Categories
English English language Etymology Expression Phrase origin Usage Word origin

Human resources?

Q: I am an HR manager. Am I a Human Resources Manager or a Human Resource Manager?  I’ve heard that one or the other is correct. I’ve also heard that both are correct. Which is it?

A: The usual term is “human resources manager,” though “human resource manager” is often seen. Both are correct.

The Oxford English Dictionary says the usual term is “human resources,” whether the phrase is used as a noun (“She’s in charge of human resources”) or as an adjective (She’s our human resources manager”).

The OED describes the adjectival use of “human resource” as occasional, but we think the dictionary may be underestimating the usage.

Here’s the Google scorecard: “human resources manager,” 10.3 million hits; “human resource manager,” 3.6 million.

The use of “human resources” to refer to people isn’t as modern as you might think.

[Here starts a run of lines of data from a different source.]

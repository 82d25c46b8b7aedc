//! Gateway configuration.
//!
//! Loaded from JSON supplied by the host service. Every field has a default
//! so a partial document only overrides what it names.

use std::collections::HashSet;
use std::path::Path;

use anyhow::{bail, Context, Result};
use serde::{Deserialize, Serialize};

use crate::model::SignatureAlgorithm;
use crate::validation::rules::RuleId;

/// Trust cache TTL - 5 minutes
pub const DEFAULT_TRUST_CACHE_TTL_SECS: u64 = 300;

pub const DEFAULT_CONTENT_TYPE: &str = "application/json; version=1.0";

/// Names of the headers an upload request carries.
#[derive(Debug, Clone, PartialEq, Serialize, Deserialize)]
#[serde(default)]
pub struct HeaderFields {
    /// Injected by the TLS-terminating proxy.
    pub thumbprint: String,
    /// Injected by the TLS-terminating proxy.
    pub distinguished_name: String,
    pub batch_tag: String,
    pub batch_signature: String,
}

impl Default for HeaderFields {
    fn default() -> Self {
        Self {
            thumbprint: "X-SSL-Client-SHA256".to_string(),
            distinguished_name: "X-SSL-Client-DN".to_string(),
            batch_tag: "batchTag".to_string(),
            batch_signature: "batchSignature".to_string(),
        }
    }
}

#[derive(Debug, Clone, PartialEq, Serialize, Deserialize)]
#[serde(default)]
pub struct GatewayConfig {
    pub header_fields: HeaderFields,
    /// Field rules to evaluate. Supplemental rules not listed are skipped;
    /// core rules always run.
    pub enabled_rules: Vec<RuleId>,
    /// Algorithms a signing certificate may use.
    pub signature_algorithms: Vec<SignatureAlgorithm>,
    pub trust_cache_ttl_secs: u64,
    pub content_type: String,
}

impl Default for GatewayConfig {
    fn default() -> Self {
        Self {
            header_fields: HeaderFields::default(),
            enabled_rules: RuleId::ALL.to_vec(),
            signature_algorithms: vec![
                SignatureAlgorithm::Ed25519,
                SignatureAlgorithm::EcdsaP256Sha256,
            ],
            trust_cache_ttl_secs: DEFAULT_TRUST_CACHE_TTL_SECS,
            content_type: DEFAULT_CONTENT_TYPE.to_string(),
        }
    }
}

impl GatewayConfig {
    /// Parse and validate a JSON configuration document.
    pub fn from_json_str(json: &str) -> Result<Self> {
        let config: GatewayConfig =
            serde_json::from_str(json).context("failed to parse gateway configuration")?;
        config.validate()?;
        Ok(config)
    }

    /// Read, parse and validate a JSON configuration file.
    pub fn from_file(path: impl AsRef<Path>) -> Result<Self> {
        let path = path.as_ref();
        let raw = std::fs::read_to_string(path)
            .with_context(|| format!("failed to read configuration file {}", path.display()))?;
        Self::from_json_str(&raw).with_context(|| format!("in {}", path.display()))
    }

    pub fn validate(&self) -> Result<()> {
        let headers = &self.header_fields;
        for (name, value) in [
            ("thumbprint", &headers.thumbprint),
            ("distinguished_name", &headers.distinguished_name),
            ("batch_tag", &headers.batch_tag),
            ("batch_signature", &headers.batch_signature),
        ] {
            if value.trim().is_empty() {
                bail!("header field name '{}' must not be empty", name);
            }
        }

        if self.signature_algorithms.is_empty() {
            bail!("at least one signature algorithm must be enabled");
        }

        if self.trust_cache_ttl_secs == 0 {
            bail!("trust_cache_ttl_secs must be greater than zero");
        }

        if self.content_type.trim().is_empty() {
            bail!("content_type must not be empty");
        }

        Ok(())
    }

    pub fn enabled_rule_set(&self) -> HashSet<RuleId> {
        RuleId::CORE
            .into_iter()
            .chain(self.enabled_rules.iter().copied())
            .collect()
    }

    pub fn algorithm_enabled(&self, algorithm: SignatureAlgorithm) -> bool {
        self.signature_algorithms.contains(&algorithm)
    }
}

The OED says it was first recorded in Britain in World War I, when it meant “people (esp. personnel or workers) regarded as an asset of a business or other organization (as contrasted with material or financial resources).”

Oxford’s earliest published example is from a 1915 issue of the Times of London:

“Side by side with the committees that have been set up to deal with the production of material there should be an organization to take stock of the human resources still at the disposal of the nation.”

The usage soon spread to the US. The OED has this 1920 example from the American Journal of Sociology, which was (and still is) published in Chicago:

“Federalism would have saved the Balkans from devastation and appalling waste of human resources.”

The phrase added a new meaning in corporate America in the mid-1960s, the OED says.

In American usage, “human resources” came to mean “the department in an organization dealing with the administration, management, training, etc., of staff; the personnel department.”

This additional, and more specialized, sense of the term was first recorded in an advertisement that ran in The New York Times in 1965: “Forward complete resume of education, experience, history and salary requirement to: Director Human Resources.”

The OED has an example of the specific usage you ask about. It’s from Business Week (1975): “Results of the experiment, which ended in mid-1974, are still being analyzed, says human resources manager Charles J. Sherrard.”

This corporate meaning of the phrase is now current in Britain too, according to OED citations.

An example of the adjectival usage in the less common singular form appeared in the British magazine Accountancy (1994): “Part of the background to all of this is the growing tendency for the human resource function itself to shrink in size.”

And this example of the noun phrase comes from Turning Thirty (2000), by the young British novelist Mike Gayle: “I would be free to leave as soon as I told Human Resources where I wanted to go.”

The two of us are old enough to remember when companies had “personnel managers” and “personnel departments.” And for a time we regarded “human resources” as jargon. But we’re human and resourceful, so we’ve come to terms with it.